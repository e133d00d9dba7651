// Event detector - Unsafe driving events from an ordered speed stream
use crate::domain::metrics::EventCounts;

/// Speed drop between consecutive samples that counts as harsh braking.
pub const HARSH_BRAKE_DELTA: f64 = 4.0;
/// Speed gain between consecutive samples that counts as rapid acceleration.
pub const RAPID_ACCEL_DELTA: f64 = 4.0;
pub const SPEEDING_KMH: f64 = 100.0;

const MPS_TO_KMH: f64 = 3.6;
const METRES_PER_KM: f64 = 1000.0;

/// Scans speed samples (m/s, one per unit of time) for unsafe events.
///
/// Distance is rectangular integration with a unit interval: each speed
/// value is added as if it were metres travelled. This is an approximation
/// kept as-is; it is only correct when samples are one second apart.
///
/// Fewer than two samples produce no events, only the distance.
pub fn detect_events(speeds: &[f64]) -> EventCounts {
    let distance_km = speeds.iter().sum::<f64>() / METRES_PER_KM;
    if speeds.len() < 2 {
        return EventCounts {
            distance_km,
            ..EventCounts::default()
        };
    }

    let mut counts = EventCounts {
        distance_km,
        ..EventCounts::default()
    };

    for speed in speeds {
        if speed * MPS_TO_KMH > SPEEDING_KMH {
            counts.speeding += 1;
        }
    }

    for pair in speeds.windows(2) {
        let delta = pair[1] - pair[0];
        if delta <= -HARSH_BRAKE_DELTA {
            counts.harsh_brakes += 1;
        }
        if delta >= RAPID_ACCEL_DELTA {
            counts.rapid_accelerations += 1;
        }
    }

    counts
}
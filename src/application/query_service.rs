// Query service - Read-only accessors over the published snapshot
use crate::application::snapshot_cache::SnapshotCache;
use crate::application::snapshot_view::SnapshotView;
use crate::application::statistics::paired_t_test;
use crate::domain::errors::QueryError;
use crate::domain::metrics::{
    DriverImprovement, DriverWeekPoint, DriverWeeklyMetric, PairedWeekComparison, TripMetric,
    UbpkRatio, WeeklyHistoryPoint,
};
use crate::domain::snapshot::{DriverFocusedStats, Snapshot, SummaryTotals};
use crate::domain::week::IsoWeek;
use serde::Serialize;
use std::collections::BTreeMap;
use std::sync::Arc;

/// Longest history window served, about five years.
pub const MAX_HISTORY_WEEKS: usize = 260;

#[derive(Debug, Clone, PartialEq, Serialize)]
#[serde(rename_all = "camelCase")]
pub struct WeekMetrics {
    pub week: IsoWeek,
    pub drivers: Vec<DriverWeeklyMetric>,
}

#[derive(Clone)]
pub struct QueryService {
    cache: Arc<SnapshotCache>,
}

/// Parses an optional `YYYY-Www` label, falling back to the current week.
pub fn resolve_week(raw: Option<&str>) -> Result<IsoWeek, QueryError> {
    match raw.map(str::trim).filter(|s| !s.is_empty()) {
        Some(label) => Ok(label.parse()?),
        None => Ok(IsoWeek::current()),
    }
}

fn history_window(ending: Option<IsoWeek>, weeks: usize) -> Vec<IsoWeek> {
    ending
        .unwrap_or_else(IsoWeek::current)
        .trailing(weeks.clamp(1, MAX_HISTORY_WEEKS))
}

impl QueryService {
    pub fn new(cache: Arc<SnapshotCache>) -> Self {
        Self { cache }
    }

    fn view(&self) -> Result<SnapshotView, QueryError> {
        SnapshotView::new(self.cache.get_snapshot()?)
    }

    pub fn snapshot(&self) -> Result<Arc<Snapshot>, QueryError> {
        Ok(self.view()?.snapshot().clone())
    }

    pub fn summary(&self) -> Result<SummaryTotals, QueryError> {
        Ok(self.view()?.payload().summary_totals.clone())
    }

    pub fn trip_metrics(&self) -> Result<Vec<TripMetric>, QueryError> {
        Ok(self.view()?.payload().trip_metrics.clone())
    }

    pub fn trip_metric(&self, trip_id: &str) -> Result<TripMetric, QueryError> {
        self.view()?
            .trip(trip_id)
            .cloned()
            .ok_or_else(|| QueryError::NotFound(format!("trip `{trip_id}`")))
    }

    pub fn driver_aggregates(&self) -> Result<DriverFocusedStats, QueryError> {
        Ok(self.view()?.payload().driver_focused_stats.clone())
    }

    /// Every driver row for `week`. A week with no trips is an empty list.
    pub fn weekly_metrics(&self, week: IsoWeek) -> Result<WeekMetrics, QueryError> {
        let view = self.view()?;
        Ok(WeekMetrics {
            week,
            drivers: view.week_rows(week).cloned().collect(),
        })
    }

    pub fn driver_week_metric(
        &self,
        driver_id: &str,
        week: IsoWeek,
    ) -> Result<DriverWeeklyMetric, QueryError> {
        self.view()?
            .driver_week(driver_id, week)
            .cloned()
            .ok_or_else(|| QueryError::NotFound(format!("driver `{driver_id}` in week {week}")))
    }

    /// Fleet-wide UBPK for the `weeks` weeks ending at `ending`, oldest first.
    pub fn weekly_history(
        &self,
        weeks: usize,
        ending: Option<IsoWeek>,
    ) -> Result<Vec<WeeklyHistoryPoint>, QueryError> {
        let view = self.view()?;
        Ok(history_window(ending, weeks)
            .into_iter()
            .map(|week| {
                let mut num_trips = 0;
                let mut num_drivers = 0;
                let mut ratio = UbpkRatio::default();
                for row in view.week_rows(week) {
                    num_trips += row.num_trips;
                    num_drivers += 1;
                    ratio += row.ratio;
                }
                WeeklyHistoryPoint {
                    week,
                    num_trips,
                    num_drivers,
                    ubpk: ratio.value(),
                }
            })
            .collect())
    }

    /// Paired test of weekly UBPK between `week` and the week before it, over
    /// drivers active in both.
    pub fn paired_week_improvement(&self, week: IsoWeek) -> Result<PairedWeekComparison, QueryError> {
        let view = self.view()?;
        let previous_week = week.previous();

        let previous: BTreeMap<&str, f64> = view
            .week_rows(previous_week)
            .map(|row| (row.driver_id.as_str(), row.ubpk))
            .collect();
        let mut current_values = Vec::new();
        let mut previous_values = Vec::new();
        for row in view.week_rows(week) {
            if let Some(before) = previous.get(row.driver_id.as_str()) {
                current_values.push(row.ubpk);
                previous_values.push(*before);
            }
        }

        if current_values.len() < 2 {
            return Err(QueryError::InsufficientData(format!(
                "{} driver(s) active in both {previous_week} and {week}, need at least 2",
                current_values.len()
            )));
        }

        let test = paired_t_test(&current_values, &previous_values)?;
        Ok(PairedWeekComparison {
            week,
            previous_week,
            drivers_compared: current_values.len(),
            t_statistic: test.t_statistic,
            p_value: test.p_value,
            mean_difference: test.mean_difference,
        })
    }

    /// Week-over-week history for one driver. Weeks without trips have no UBPK.
    pub fn driver_history(
        &self,
        driver_id: &str,
        weeks: usize,
        ending: Option<IsoWeek>,
    ) -> Result<Vec<DriverWeekPoint>, QueryError> {
        let view = self.view()?;
        if view.driver(driver_id).is_none() {
            return Err(QueryError::NotFound(format!("driver `{driver_id}`")));
        }

        Ok(history_window(ending, weeks)
            .into_iter()
            .map(|week| match view.driver_week(driver_id, week) {
                Some(row) => DriverWeekPoint {
                    week,
                    num_trips: row.num_trips,
                    ubpk: Some(row.ubpk),
                },
                None => DriverWeekPoint {
                    week,
                    num_trips: 0,
                    ubpk: None,
                },
            })
            .collect())
    }

    pub fn driver_improvement(&self) -> Result<Vec<DriverImprovement>, QueryError> {
        Ok(self.view()?.payload().improvement.clone())
    }
}

#[cfg(test)]
mod tests {
    use super::*;
    use crate::application::refresh_service::tests::fixture_service;

    fn week(label: &str) -> IsoWeek {
        label.parse().unwrap()
    }

    async fn populated() -> QueryService {
        let cache = Arc::new(SnapshotCache::new());
        fixture_service().run_cycle(&cache).await.unwrap();
        QueryService::new(cache)
    }

    #[test]
    fn test_empty_cache_reports_no_data() {
        let service = QueryService::new(Arc::new(SnapshotCache::new()));
        assert_eq!(service.snapshot().unwrap_err(), QueryError::CacheMiss);
        assert_eq!(service.summary().unwrap_err(), QueryError::CacheMiss);
        assert_eq!(
            service.weekly_history(4, Some(week("2024-W23"))).unwrap_err(),
            QueryError::CacheMiss
        );
    }

    #[test]
    fn test_resolve_week() {
        assert_eq!(resolve_week(Some("2024-W23")).unwrap(), week("2024-W23"));
        assert_eq!(resolve_week(None).unwrap(), IsoWeek::current());
        assert_eq!(resolve_week(Some("  ")).unwrap(), IsoWeek::current());
        assert!(matches!(
            resolve_week(Some("2024-23")),
            Err(QueryError::InvalidWeek(_))
        ));
    }

    #[tokio::test]
    async fn test_trip_lookup() {
        let service = populated().await;
        let t1 = service.trip_metric("t1").unwrap();
        assert!((t1.ubpk - 0.2).abs() < 1e-12);
        assert!(matches!(
            service.trip_metric("missing"),
            Err(QueryError::NotFound(_))
        ));
        assert_eq!(service.trip_metrics().unwrap().len(), 4);
    }

    #[tokio::test]
    async fn test_driver_week_lookup() {
        let service = populated().await;
        let row = service.driver_week_metric("d1", week("2024-W23")).unwrap();
        assert_eq!(row.num_trips, 1);
        assert!((row.ubpk - 0.2).abs() < 1e-12);

        assert!(matches!(
            service.driver_week_metric("d1", week("2024-W30")),
            Err(QueryError::NotFound(_))
        ));
    }

    #[tokio::test]
    async fn test_weekly_metrics_for_week() {
        let service = populated().await;
        let w23 = service.weekly_metrics(week("2024-W23")).unwrap();
        assert_eq!(w23.drivers.len(), 2);
        assert!((w23.drivers[1].ubpk - 0.5).abs() < 1e-12);

        let quiet = service.weekly_metrics(week("2024-W40")).unwrap();
        assert!(quiet.drivers.is_empty());
    }

    #[tokio::test]
    async fn test_weekly_history_fills_quiet_weeks() {
        let service = populated().await;
        let history = service.weekly_history(3, Some(week("2024-W23"))).unwrap();
        let labels: Vec<String> = history.iter().map(|p| p.week.to_string()).collect();
        assert_eq!(labels, vec!["2024-W21", "2024-W22", "2024-W23"]);

        assert_eq!(history[0].num_trips, 0);
        assert_eq!(history[0].ubpk, 0.0);

        // W23: (2 + 3) / (10 + 6)
        assert_eq!(history[2].num_trips, 2);
        assert_eq!(history[2].num_drivers, 2);
        assert!((history[2].ubpk - 5.0 / 16.0).abs() < 1e-12);

        let clamped = service.weekly_history(0, Some(week("2024-W23"))).unwrap();
        assert_eq!(clamped.len(), 1);
    }

    #[tokio::test]
    async fn test_paired_week_improvement() {
        let service = populated().await;
        // d1: 0.2 vs 0.125, d2: 0.5 vs 0.0
        let result = service.paired_week_improvement(week("2024-W23")).unwrap();
        assert_eq!(result.previous_week, week("2024-W22"));
        assert_eq!(result.drivers_compared, 2);
        assert!((result.mean_difference - 0.2875).abs() < 1e-12);
        assert!((result.t_statistic - 0.2875 / 0.2125).abs() < 1e-9);

        assert!(matches!(
            service.paired_week_improvement(week("2024-W22")),
            Err(QueryError::InsufficientData(_))
        ));
    }

    #[tokio::test]
    async fn test_driver_history() {
        let service = populated().await;
        let history = service
            .driver_history("d2", 3, Some(week("2024-W23")))
            .unwrap();
        assert_eq!(history[0].ubpk, None);
        assert_eq!(history[1].ubpk, Some(0.0));
        assert_eq!(history[1].num_trips, 1);
        assert_eq!(history[2].ubpk, Some(0.5));

        assert!(matches!(
            service.driver_history("nobody", 3, None),
            Err(QueryError::NotFound(_))
        ));
    }

    #[tokio::test]
    async fn test_improvement_and_aggregates_come_from_snapshot() {
        let service = populated().await;
        let improvement = service.driver_improvement().unwrap();
        assert_eq!(improvement.len(), 2);
        assert!(improvement.iter().all(|i| !i.improved && i.observations == 2));

        let stats = service.driver_aggregates().unwrap();
        assert_eq!(stats.total_num_trips, 4);
        assert_eq!(service.summary().unwrap().total_trips, 4);
    }
}
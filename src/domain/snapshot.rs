// Snapshot schema - The single published result of a refresh cycle
use crate::domain::metrics::{
    DriverAggregate, DriverImprovement, DriverWeeklyMetric, TripMetric, UbpkMode,
};
use chrono::{DateTime, Utc};
use serde::{Deserialize, Serialize};

/// Bumped whenever the payload shape changes. Readers go through
/// `SnapshotView`, which refuses versions it does not understand.
pub const SNAPSHOT_SCHEMA_VERSION: u32 = 2;

/// Per-collection counters from a fetch and validation pass.
#[derive(Debug, Clone, Copy, Default, PartialEq, Eq, Serialize, Deserialize)]
#[serde(rename_all = "camelCase")]
pub struct CollectionHealth {
    pub fetched: u64,
    pub rejected: u64,
    pub truncated: bool,
}

#[derive(Debug, Clone, Default, PartialEq, Serialize, Deserialize)]
#[serde(rename_all = "camelCase")]
pub struct SummaryTotals {
    pub total_driver_profiles: u64,
    pub total_trips: u64,
    pub total_sensor_records: u64,
    pub orphan_sensor_record_count: u64,
    pub global_invalid_sensor_count: u64,
    pub global_valid_sensor_count: u64,
    pub unresolved_driver_trip_count: u64,
    pub trips_without_driver_count: u64,
    pub driver_profiles: CollectionHealth,
    pub trips: CollectionHealth,
    pub sensor_samples: CollectionHealth,
}

#[derive(Debug, Clone, Default, PartialEq, Serialize, Deserialize)]
#[serde(rename_all = "camelCase")]
pub struct DriverFocusedStats {
    pub driver_list: Vec<DriverAggregate>,
    pub total_num_trips: u64,
    pub total_valid_sensor_data: u64,
    pub total_invalid_sensor_data: u64,
}

/// Hashed content of a snapshot. Everything in here participates in the
/// checksum, so it must serialize deterministically.
#[derive(Debug, Clone, PartialEq, Serialize, Deserialize)]
#[serde(rename_all = "camelCase")]
pub struct SnapshotPayload {
    pub ubpk_mode: UbpkMode,
    pub summary_totals: SummaryTotals,
    pub trip_metrics: Vec<TripMetric>,
    pub driver_focused_stats: DriverFocusedStats,
    pub weekly_metrics: Vec<DriverWeeklyMetric>,
    pub improvement: Vec<DriverImprovement>,
}

#[derive(Debug, Clone, PartialEq, Serialize, Deserialize)]
#[serde(rename_all = "camelCase")]
pub struct Snapshot {
    pub schema_version: u32,
    pub captured_at: DateTime<Utc>,
    pub checksum: String,
    pub payload: SnapshotPayload,
}

impl Snapshot {
    pub fn new(payload: SnapshotPayload, checksum: String) -> Self {
        Self {
            schema_version: SNAPSHOT_SCHEMA_VERSION,
            captured_at: Utc::now(),
            checksum,
            payload,
        }
    }
}
// Error taxonomy shared across the pipeline and the query surface
use thiserror::Error;

/// Why a raw upstream record was dropped during validation.
#[derive(Debug, Clone, PartialEq, Error)]
pub enum Rejection {
    #[error("record is not a JSON object")]
    NotAnObject,
    #[error("required field `{0}` is missing or blank")]
    MissingField(&'static str),
    #[error("field `{field}` has an unsupported type (expected {expected})")]
    InvalidType {
        field: &'static str,
        expected: &'static str,
    },
    #[error("sensor values could not be parsed: {0}")]
    MalformedValues(String),
    #[error("duplicate identifier `{0}`")]
    DuplicateId(String),
}

#[derive(Debug, Clone, PartialEq, Error)]
pub enum StatsError {
    #[error("insufficient samples: {reason}")]
    InsufficientSamples { reason: String },
}

#[derive(Debug, Clone, PartialEq, Eq, Error)]
#[error("invalid ISO week `{input}`, expected YYYY-Www")]
pub struct WeekParseError {
    pub input: String,
}

/// Conditions surfaced to query callers. None of these are fatal to the service.
#[derive(Debug, Clone, PartialEq, Error)]
pub enum QueryError {
    #[error("no data available yet")]
    CacheMiss,
    #[error(transparent)]
    InvalidWeek(#[from] WeekParseError),
    #[error("invalid `{param}` value `{value}`")]
    InvalidParameter { param: &'static str, value: String },
    #[error("{0} not found")]
    NotFound(String),
    #[error("insufficient data: {0}")]
    InsufficientData(String),
    #[error("unsupported snapshot schema version {0}")]
    UnsupportedSchema(u32),
}

impl From<StatsError> for QueryError {
    fn from(err: StatsError) -> Self {
        match err {
            StatsError::InsufficientSamples { reason } => QueryError::InsufficientData(reason),
        }
    }
}
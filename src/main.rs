// Main entry point - Dependency injection, refresh loop and server setup
mod application;
mod domain;
mod infrastructure;
mod presentation;

use axum::{Router, routing::get};
use std::sync::Arc;
use tower_http::compression::CompressionLayer;
use tower_http::trace::TraceLayer;
use tracing_subscriber::EnvFilter;

use crate::application::query_service::QueryService;
use crate::application::refresh_service::{RefreshService, spawn_refresh_loop};
use crate::application::snapshot_cache::SnapshotCache;
use crate::application::ubpk::strategy_for;
use crate::infrastructure::config::load_app_config;
use crate::infrastructure::provider_client::ProviderClient;
use crate::presentation::app_state::AppState;
use crate::presentation::handlers::{
    get_driver_aggregates, get_driver_history, get_driver_week, get_snapshot, get_summary,
    get_trip_metric, get_week_improvement, get_weekly_history, get_weekly_metrics, health_check,
    list_driver_improvement, list_trip_metrics,
};

#[tokio::main]
async fn main() -> anyhow::Result<()> {
    dotenvy::dotenv().ok();

    tracing_subscriber::fmt()
        .with_env_filter(EnvFilter::try_from_default_env().unwrap_or_else(|_| EnvFilter::new("info")))
        .init();

    let config = load_app_config()?;
    let addr = config.server.socket_addr()?;

    // Infrastructure
    let repository = Arc::new(ProviderClient::new(config.provider.clone())?);
    let strategy = strategy_for(config.refresh.ubpk_mode);

    // Application
    let cache = Arc::new(SnapshotCache::new());
    let refresh_service = RefreshService::new(repository, strategy);
    let refresh_task = spawn_refresh_loop(refresh_service, cache.clone(), config.refresh.interval());

    let state = Arc::new(AppState {
        query_service: QueryService::new(cache),
    });

    // Presentation
    let router = Router::new()
        .route("/healthz", get(health_check))
        .route("/api/snapshot", get(get_snapshot))
        .route("/api/summary", get(get_summary))
        .route("/api/metrics/trip", get(list_trip_metrics))
        .route("/api/metrics/trip/:trip_id", get(get_trip_metric))
        .route("/api/metrics/driver", get(get_driver_aggregates))
        .route("/api/metrics/weekly", get(get_weekly_metrics))
        .route("/api/metrics/history", get(get_weekly_history))
        .route("/api/metrics/improvement", get(get_week_improvement))
        .route("/api/metrics/improvement/drivers", get(list_driver_improvement))
        .route("/api/drivers/:driver_id/weeks/:week", get(get_driver_week))
        .route("/api/drivers/:driver_id/history", get(get_driver_history))
        .layer(CompressionLayer::new())
        .layer(TraceLayer::new_for_http())
        .with_state(state);

    tracing::info!(
        %addr,
        ubpk_mode = ?config.refresh.ubpk_mode,
        interval_secs = config.refresh.interval_secs,
        "Starting fleet-safety-metrics service"
    );

    let listener = tokio::net::TcpListener::bind(addr).await?;
    axum::serve(listener, router)
        .with_graceful_shutdown(shutdown_signal())
        .await?;

    refresh_task.abort();
    tracing::info!("Shut down");
    Ok(())
}

async fn shutdown_signal() {
    if let Err(err) = tokio::signal::ctrl_c().await {
        tracing::error!(error = %err, "Failed to listen for shutdown signal");
        std::future::pending::<()>().await;
    }
}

++++++++++

Copy the lines above that hold the word "axum".

use axum::{Router, routing::get};
    axum::serve(listener, router)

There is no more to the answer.